Caesar Salad with homemade focaccia croutons, parmigiano-reggiano

Dinner options:

Pan-seared Dover Sole with champagne sauce
Herb-roasted new potatoes
Haricots verts, Thumbelina Carrots

OR

Dry Aged Prime New York Strip Steak
Whipped Potatoes
Roasted Root Vegetables

Dessert options:

Chocolate cake with vanilla sauce and dark chocolate sorbet

OR

Trio of Sorbet (Lemon, Mango, and Raspberry)

Wine options:

2014 Chalk Hill Chardonnay from the Sonoma Coast
2014 Girard Cabernet Sauvignon, Napa Valley

Now look, I presume that the menu was given the "tick" by the Chinese embassy, as I'm sure even Trump wants to avoid something like anaphylactic shock causing an international crisis;  but even so, if this is meant to an example of what fine American dining can achieve (or a Trump high class joint), it's failed miserably.   Put a bit of effort in, can you, Donald?  (Mind you, some Trumpkin idiot has probably justified this as an example of Trump playing 4D chess  with Xi's mind.)

John Clarke

Yes, it was sad to read of John Clarke's sudden death yesterday.   I suppose I didn't really care for the comic persona of his younger days,  but it was impossible not to admire the cleverness and wit of his work with Bryan Dawe, as well as the sardonic acting in The Games.  In fact, I had only watched his last Dawe interview last week, and wondered why they were no longer highlighted as much by the ABC.  They were still pretty great together.

I heard an interview with him not so long ago on Radio National, and he sounded genuinely intelligent and thoughtful -  a fact which many people who knew him have confirmed.  I also think it fair to say that there was almost a type of gentleness to his humour, even though it was satire - which is no doubt why there will be virtually no ill will directed towards him.  (Although I see some Right wing commenters at Tim Blair's have leapt in to make it clear he was not funny because he was a "Leftist".  God help them if ever they try watching post Trump election Colbert.) 


Monday, April 10, 2017

Another, completely unskeptical, take on wannabe transgender children in the US press

I can't be the only person who would read this article and think that it shows zero skepticism regarding the complete swing in attitude towards this issue.   It is obviously a difficult issue for parents to deal with, but it is also obviously prone to great swings in medical fashion, too, as are all cases of how to respond to very unusual thoughts that can lodge in some people's heads. 

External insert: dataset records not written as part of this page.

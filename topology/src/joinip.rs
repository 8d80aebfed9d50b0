// SPDX-License-Identifier: Apache-2.0
// Copyright Open Network Fabric Authors

//! Join-switch address resolution for gateway routers.

use crate::names::TAG_CONNECT_TO_JOIN;
use crate::{names, TopologyError};
use ipam::Mac;
use ipnet::Ipv4Net;
use nb::{Clause, Nb, NbTable, NbTransport};
use std::collections::HashSet;
use std::net::Ipv4Addr;
use tracing::{debug, warn};

/// A gateway router's identity on the join switch.
#[derive(Debug, Clone, Copy, PartialEq, Eq)]
pub(crate) struct JoinPort {
    /// Port MAC, stable across re-runs.
    pub mac: Mac,
    /// Address in the join subnet.
    pub ip: Ipv4Addr,
    /// True when the address was allocated by this call rather than
    /// read back from an existing port.
    pub newly_allocated: bool,
}

/// Every join address currently claimed by a router port.
fn used_join_ips<T: NbTransport>(nb: &Nb<T>) -> Result<HashSet<Ipv4Addr>, TopologyError> {
    let networks = nb.find_values(
        NbTable::LogicalRouterPort,
        "networks",
        vec![Clause::eq(TAG_CONNECT_TO_JOIN, "yes")],
    )?;
    let mut used = HashSet::new();
    for raw in networks {
        match raw.parse::<Ipv4Net>() {
            Ok(net) => {
                used.insert(net.addr());
            }
            Err(_) => warn!("ignoring unparsable join port network {raw:?}"),
        }
    }
    Ok(used)
}

/// Resolve a router's join port identity: read it back when the port
/// exists, otherwise allocate a fresh address and MAC.
///
/// Pure resolution; the caller creates the port afterwards, so an
/// exhausted pool fails before any store mutation.
pub(crate) fn resolve_join_port<T: NbTransport>(
    nb: &Nb<T>,
    router: &str,
) -> Result<JoinPort, TopologyError> {
    let port = names::rtoj(router);
    let existing_mac = nb.get_field(NbTable::LogicalRouterPort, &port, "mac")?;
    let existing_net = nb.get_field(NbTable::LogicalRouterPort, &port, "networks")?;
    if let (Some(mac), Some(net)) = (existing_mac, existing_net) {
        let mac: Mac = mac.parse().map_err(|_| TopologyError::BadStoreValue {
            what: "join port mac",
            value: mac.clone(),
        })?;
        let net: Ipv4Net = net.parse().map_err(|_| TopologyError::BadStoreValue {
            what: "join port network",
            value: net.clone(),
        })?;
        debug!("join port {port} already holds {}", net.addr());
        return Ok(JoinPort {
            mac,
            ip: net.addr(),
            newly_allocated: false,
        });
    }
    let used = used_join_ips(nb)?;
    let ip = ipam::next_join_ip(&used)?;
    debug!("allocated join address {ip} for {router}");
    Ok(JoinPort {
        mac: Mac::random_unicast(),
        ip,
        newly_allocated: true,
    })
}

Update:  the latest post at 4th Wave Now notes the unintended consequence of puberty blocking for boys who want to be girls is that they don't grow enough, um, genital material in order for surgeons to later do the desired reconstruction of it into ersatz female genitalia.

True, even if satire

From the New Yorker:

Nation Desperately Hopes Real Reason for Bannon’s Exit Will Not Involve Sex Tape

The thing about Bannon is that, although people on the Left and libertarian-ish Right (hello, Jason) may agree that his anti-Globalist position is correct as far as short term military interventions are concerned (he was against the Syrian bombing last week, apparently), the way he is enamoured with a nutty book that seems to describe both global and national crisis in this present period actually indicates that his motivation for non intervention is founded in nonsense.   And that's not a good thing.   You do want appropriate US interventions, sometimes, rather than a view that some sort of global destruction is inevitable and will lead to the rise of a reinvigorated US.   See this article in the New York Times which is the basis for this comment.

And besides, his anti-Globalist views on economics and trade have extremely little support from economists or experts of any variety.

It would therefore be a mistake to regret his departure, just because he might have made an appropriate call for caution on the one issue.

Sunday, April 09, 2017

Keeps the single men off the street, I guess

The BBC notes:

China will become the snooker superpower within the next decade, according to the sport's supremo Barry Hearn.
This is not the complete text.